Is Bigger Always Better?!
At the start of June, YouTube introduced a new large ad on the YouTube.com home page. ‘Large’ is definitely the appropriate adjective here with a format of 960×250 pixels. Ads of the same size had begun to appear on other popular sites during May. To offer a frame of reference, for the average 1050 pixel high screen, this means that about a third of the usable screen height is the ad, making it difficult to miss. For example, we may not have heard of the PS3/X-Box game Modern Warfare 2 previously, but we certainly know about it now!

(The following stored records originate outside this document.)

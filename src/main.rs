//! x-harvester - CLI entry point.

use std::process::ExitCode;

use clap::Parser;
use tracing_subscriber::{fmt, EnvFilter};

use x_harvester::{
    api::XApi,
    cli::Args,
    config::{default_config_path, normalize_handles, validate_config, validate_handles, Config},
    download::{build_jobs, harvest, DownloadDispatcher, HarvestState},
    error::{exit_codes, Error, Result},
    fs::folder_name,
    media::EngagementFilter,
    output::{
        create_item_bar, create_spinner, print_account, print_banner, print_config_summary,
        print_error, print_harvest_stats, print_info, print_success, print_warning,
    },
};

#[tokio::main]
async fn main() -> ExitCode {
    match run().await {
        Ok(()) => ExitCode::from(exit_codes::SUCCESS as u8),
        Err(e) => {
            print_error(&format!("{}", e));
            match e {
                Error::Config(_)
                | Error::ConfigValidation { .. }
                | Error::MissingConfig(_)
                | Error::TomlParse(_)
                | Error::InvalidFilename(_) => ExitCode::from(exit_codes::CONFIG_ERROR as u8),
                Error::Authentication(_)
                | Error::Api(_)
                | Error::Lookup(_)
                | Error::AccountNotFound(_)
                | Error::RateLimited(_)
                | Error::Fetch(_) => ExitCode::from(exit_codes::API_ERROR as u8),
                Error::Dispatch { .. } => ExitCode::from(exit_codes::DISPATCH_ERROR as u8),
                _ => ExitCode::from(exit_codes::UNEXPECTED_ERROR as u8),
            }
        }
    }
}

async fn run() -> Result<()> {
    // Parse CLI arguments
    let args = Args::parse();

    // Set up logging
    let log_level = if args.debug { "debug" } else { "info" };
    let filter = EnvFilter::try_from_default_env().unwrap_or_else(|_| EnvFilter::new(log_level));

    fmt().with_env_filter(filter).with_target(false).init();

    print_banner();

    // Load configuration
    let config_path = args.config.clone().unwrap_or_else(default_config_path);
    let mut config = if config_path.exists() {
        Config::load(&config_path)?
    } else {
        print_warning(&format!(
            "Configuration file not found: {}",
            config_path.display()
        ));
        print_info("Using default configuration with CLI arguments");
        Config::default()
    };

    // Merge CLI arguments into config
    args.merge_into_config(&mut config);

    validate_config(&config)?;
    validate_handles(&args.handle)?;

    let handles = normalize_handles(&args.handle);
    let folder = folder_name(&handles)?;

    print_config_summary(
        &handles,
        config.harvest.likes_threshold,
        config.harvest.dig,
        &config.downloader.endpoint,
    );

    // Resolve the account; nothing to harvest without it.
    let api = XApi::new(&config.api.bearer_token, &config.api.host, config.api_timeout())?;
    let account = api.lookup_account(&handles).await?;
    print_account(&account);

    let mut state = HarvestState::new(folder.clone(), account.id.clone());

    // Walk the timeline
    let spinner = create_spinner("Reading timeline...", !args.quiet);
    let engagement = EngagementFilter::new(config.harvest.likes_threshold);
    let outcome = harvest(
        &api,
        &account,
        &config.timeline_options(),
        &engagement,
        config.harvest.dig,
        &mut state,
    )
    .await;
    spinner.finish_and_clear();

    if let Some(e) = &outcome.error {
        print_warning(&format!(
            "Timeline stopped early for {}: {}",
            account.id, e
        ));
    }
    print_info(&format!("Collected {} media item(s)", outcome.media.len()));

    // Hand everything collected to the download agent
    let (jobs, skipped) = build_jobs(&outcome.media, &folder, &config.downloader.url_suffix);
    state.jobs_skipped += skipped;

    let dispatcher = DownloadDispatcher::new(&config.downloader);
    let bar = create_item_bar(jobs.len() as u64, "Queueing", !args.quiet);
    let results = dispatcher.dispatch_all(&jobs, |_| bar.inc(1)).await;
    bar.finish_and_clear();

    for outcome in &results {
        state.record_dispatch(&outcome.result);
    }

    print_harvest_stats(&state);

    if state.jobs_failed > 0 {
        return Err(Error::Dispatch {
            url: config.downloader.endpoint.clone(),
            message: format!(
                "{} of {} job(s) failed",
                state.jobs_failed,
                state.jobs_attempted()
            ),
        });
    }

    if let Some(e) = outcome.error {
        return Err(e);
    }

    print_success("Download completed.");
    Ok(())
}
//! x-harvester - queue an X account's popular media for download in aria2.
//!
//! The pipeline walks an account's timeline page by page, keeps the media of
//! posts whose like count reaches a threshold, picks the best rendition of
//! each video and enqueues every item with an aria2 instance over its
//! WebSocket JSON-RPC interface.
//!
//! # Example
//!
//! ```no_run
//! use std::path::Path;
//! use x_harvester::{build_jobs, harvest, Config, DownloadDispatcher, EngagementFilter, HarvestState, XApi};
//!
//! #[tokio::main]
//! async fn main() -> Result<(), Box<dyn std::error::Error>> {
//!     let config = Config::load(Path::new("config.toml"))?;
//!     let api = XApi::new(&config.api.bearer_token, &config.api.host, config.api_timeout())?;
//!     let account = api.lookup_account("alice").await?;
//!
//!     let mut state = HarvestState::new("alice".into(), account.id.clone());
//!     let filter = EngagementFilter::new(config.harvest.likes_threshold);
//!     let outcome = harvest(&api, &account, &config.timeline_options(), &filter, true, &mut state).await;
//!
//!     let (jobs, _skipped) = build_jobs(&outcome.media, "alice", &config.downloader.url_suffix);
//!     let dispatcher = DownloadDispatcher::new(&config.downloader);
//!     for outcome in dispatcher.dispatch_all(&jobs, |_| {}).await {
//!         if let Err(e) = outcome.result {
//!             eprintln!("{}", e);
//!         }
//!     }
//!     Ok(())
//! }
//! ```

pub mod api;
pub mod cli;
pub mod config;
pub mod download;
pub mod error;
pub mod fs;
pub mod media;
pub mod output;

// Re-exports for convenience
pub use api::{Account, Page, Post, TimelineOptions, TimelineSource, XApi};
pub use config::Config;
pub use download::{
    build_jobs, harvest, DownloadDispatcher, DownloadJob, HarvestOutcome, HarvestState,
};
pub use error::{Error, Result};
pub use media::{EngagementFilter, MediaKind, MediaRecord, Variant};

For the Modern Warfare 2 ad on YouTube, a video played in a central window, leaving lots of space to the left and right for additional information. These extra spaces were very significant. YouTube’s new large ad format makes the advertisement more content-focused as the centerpiece of the page and allows for supplemental advertising in the surrounding space.
On the Web, where advertisers are looking for innovative ways to grasp and maintain eyeballs, premium video content delivers increased stickiness. In the Modern Warfare 2 advertisement, the name was visible to the side of the video the entire time: this repetition ensures that the viewer retains the name of the video game.
From a personalization and customization viewpoint, these extra areas around a video open up all sorts of possibilities in terms of allowing the user to influence what happens in the video. This could be anything from the conventional thumbnail views of other videos you might like to see, which YouTube is already known for, to more advanced, interactive options like setting preferences of length or topic.
Moving away from squashing everything into the video window can only be a good thing. These new large ad sites also avoid the problem of trying to fit lots of information into a narrow ’skin’ surround to a video window. Maybe bigger is better.